A Sanctions Notice will prescribe one or more of the following:

  • The enforcement of the relevant associated requirement/action (Section 43(1-4));
  • The application of a financial penalty (Section 44(1-3));
  • The removal of the field Operator (Section 48(1-9)); and/or
  • The revocation of the associated petroleum licence (Section 47(1-8)).

However, where the affected MER Party disputes the alleged failing, or the sanction imposed, it can seek to appeal the sanction by requiring the matter to be referred to the Tribunal (Section 51/52). A referral to the Tribunal may be made on the grounds that the MER Party didn't actually fail to comply with the Strategy, or against the specific sanction being imposed.

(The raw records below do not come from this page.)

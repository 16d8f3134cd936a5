use std::sync::{Arc, Mutex, MutexGuard, PoisonError, RwLock, RwLockReadGuard, RwLockWriteGuard};

/// A thread-safe, reference-counted resource container with read-write locking.
///
/// `MtResource` shares a value of type `T` between the main thread and the
/// worker pool. Many readers may hold the value at once; writers are exclusive.
///
/// A panic on one thread while holding the lock does not make the resource
/// unusable for the others: the guard is recovered from the poison error.
///
/// # Examples
///
/// ```
/// # use std::thread;
/// use voxel_terrain::core::MtResource;
///
/// let counter = MtResource::new(0);
/// let counter_clone = counter.clone();
///
/// let handle = thread::spawn(move || {
///     *counter_clone.get_mut() += 1;
/// });
///
/// handle.join().unwrap();
/// assert_eq!(*counter.get(), 1);
/// ```
pub struct MtResource<T: Send + Sync> {
    resource: Arc<RwLock<T>>,
}

impl<T: Send + Sync> MtResource<T> {
    /// Creates a new `MtResource` containing the given value.
    ///
    /// # Arguments
    /// * `resource` - The value to be stored in the resource
    pub fn new(resource: T) -> Self {
        Self {
            resource: Arc::new(RwLock::new(resource)),
        }
    }

    /// Returns a read-only guard for the contained value.
    pub fn get(&self) -> RwLockReadGuard<'_, T> {
        self.resource.read().unwrap_or_else(PoisonError::into_inner)
    }

    /// Returns an exclusive guard for the contained value.
    pub fn get_mut(&self) -> RwLockWriteGuard<'_, T> {
        self.resource.write().unwrap_or_else(PoisonError::into_inner)
    }
}

impl<T: Send + Sync> Clone for MtResource<T> {
    fn clone(&self) -> Self {
        Self {
            resource: self.resource.clone(),
        }
    }
}

/// Locks a mutex, recovering the guard if another thread panicked while holding it.
pub fn lock_recovering<T>(mutex: &Mutex<T>) -> MutexGuard<'_, T> {
    mutex.lock().unwrap_or_else(PoisonError::into_inner)
}

#[cfg(test)]
mod tests {
    use super::*;

    #[test]
    fn survives_a_panicking_writer() {
        let shared = MtResource::new(vec![1, 2, 3]);
        let clone = shared.clone();
        let result = std::thread::spawn(move || {
            let _guard = clone.get_mut();
            panic!("writer died");
        })
        .join();
        assert!(result.is_err());
        assert_eq!(shared.get().len(), 3);
        shared.get_mut().push(4);
        assert_eq!(*shared.get(), vec![1, 2, 3, 4]);
    }
}
//! Mesh generation for voxel chunks.
//!
//! A chunk is meshed into a flat triangle list: every non-air block emits one
//! quad (six vertices) for each face whose neighbour, inside the chunk or across
//! its boundary, is air. The resulting vertices are already in world space, so
//! all resident chunks can share one vertex buffer and one pipeline.
//!
//! # Architecture
//! - `face`: quad corner layout and triangle emission
//! - `slot_allocator`: free-list ranges inside the shared vertex buffer
//! - `renderer`: the draw-call seam towards the GPU

use cgmath::Point3;

use crate::engine_state::rendering::texture_atlas::TextureAtlas;
use crate::engine_state::rendering::Vertex;
use crate::engine_state::voxels::block::block_side::BlockSide;
use crate::engine_state::voxels::chunk::chunk_neighborhood::ChunkNeighborhood;
use crate::engine_state::voxels::chunk::{Chunk, ChunkKey, BLOCKS_PER_CHUNK, CHUNK_DIMENSION};

pub mod face;
pub mod renderer;
pub mod slot_allocator;

pub use face::{Face, VERTICES_PER_FACE};
pub use renderer::{ChunkDrawSink, DrawCall, RecordingDrawSink, RenderPassDrawSink};
pub use slot_allocator::{FreeSlot, SlotAllocator, TOTAL_VERT_CAP};

/// Upper bound on the vertices one chunk mesh can contain.
pub const MAX_VERTICES_PER_CHUNK: usize = BLOCKS_PER_CHUNK * 6 * VERTICES_PER_FACE;

/// Where a resident chunk's geometry lives in the shared vertex buffer.
#[derive(Copy, Clone, Debug, PartialEq, Eq)]
pub struct ChunkMesh {
    pub vertex_offset: u32,
    pub vertex_count: u32,
    pub world_x: i32,
    pub world_y: i32,
    pub world_z: i32,
}

impl ChunkMesh {
    pub fn new(key: ChunkKey, vertex_offset: u32, vertex_count: u32) -> Self {
        let origin = key.origin();
        Self {
            vertex_offset,
            vertex_count,
            world_x: origin.x,
            world_y: origin.y,
            world_z: origin.z,
        }
    }

    pub fn is_empty(&self) -> bool {
        self.vertex_count == 0
    }

    /// World-space bounding box of the chunk, `origin` to `origin + CHUNK_DIMENSION`.
    pub fn bounds(&self) -> (Point3<f32>, Point3<f32>) {
        let min = Point3::new(self.world_x as f32, self.world_y as f32, self.world_z as f32);
        let size = CHUNK_DIMENSION as f32;
        (min, Point3::new(min.x + size, min.y + size, min.z + size))
    }
}

/// Builds the triangle list of `chunk`.
///
/// # Arguments
/// * `chunk` - The chunk being meshed
/// * `neighborhood` - Solidity of the chunk padded with its neighbours' touching layers
/// * `atlas` - Tile grid used to compute each face's UV rectangle
///
/// # Returns
/// Whole quads only: the length is always a multiple of `VERTICES_PER_FACE`.
pub fn build_chunk_mesh(
    chunk: &Chunk,
    neighborhood: &ChunkNeighborhood,
    atlas: &TextureAtlas,
) -> Vec<Vertex> {
    let d = CHUNK_DIMENSION as usize;
    let origin = chunk.key.origin();
    let mut vertices = Vec::new();

    for z in 0..d {
        for y in 0..d {
            for x in 0..d {
                let block = chunk.block_at(x, y, z);
                if block.is_air() {
                    continue;
                }

                let adjacent = neighborhood.generate_adjacent_blocks(x, y, z);
                for side in BlockSide::all() {
                    if adjacent[side.index()] {
                        continue;
                    }
                    let Some(tile) = block.tile_index(side) else {
                        continue;
                    };
                    let face = Face::new(x as i32, y as i32, z as i32, block, side);
                    vertices.extend_from_slice(&face.triangles(origin, atlas.tile_rect(tile)));
                }
            }
        }
    }

    vertices
}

Of the four possible kinds of sanctions, the most controversial may be the enforcement notice. The Energy Act says little about it. See Section 43. How can sanctioned parties actually be made to comply with an enforcement notice? Will there be some kind of enforcement mechanism or will the OGA's only recourse be resort to the other sanctions, such as financial penalties, licence revocation or operator removal?

MER Strategy disputes

The MER Strategy contains no specific provision on dispute resolution. If a MER Party has a dispute with the OGA it can certainly attempt to resolve it through non-binding dispute resolution as described above. However, the MER Party is not obligated to take this route (and neither is the OGA). As a general principle, disputes between MER Parties and the OGA are to be resolved in the regular courts. Is a violation of the MER Strategy by a MER Party (or the OGA) actionable in damages? Possibly. Does the Central Obligation create a MER duty between MER Parties? Possibly.

Conclusion

The dispute resolution process, and sanctions provisions, provided for in the Energy Act 2016 give teeth to the Strategy. These teeth enable the OGA to enforce Operator and co-venture party compliance with the MER Strategy.

Depending on the specific failing, and the relevant governing agreements, it appears possible that if one or more of the MER Parties fails to comply with a binding principle of the Strategy, it could also potentially give rise to an actionable legal claim (for damages or otherwise). Regular courts may well become involved in interpretation and enforcement of the MER Strategy.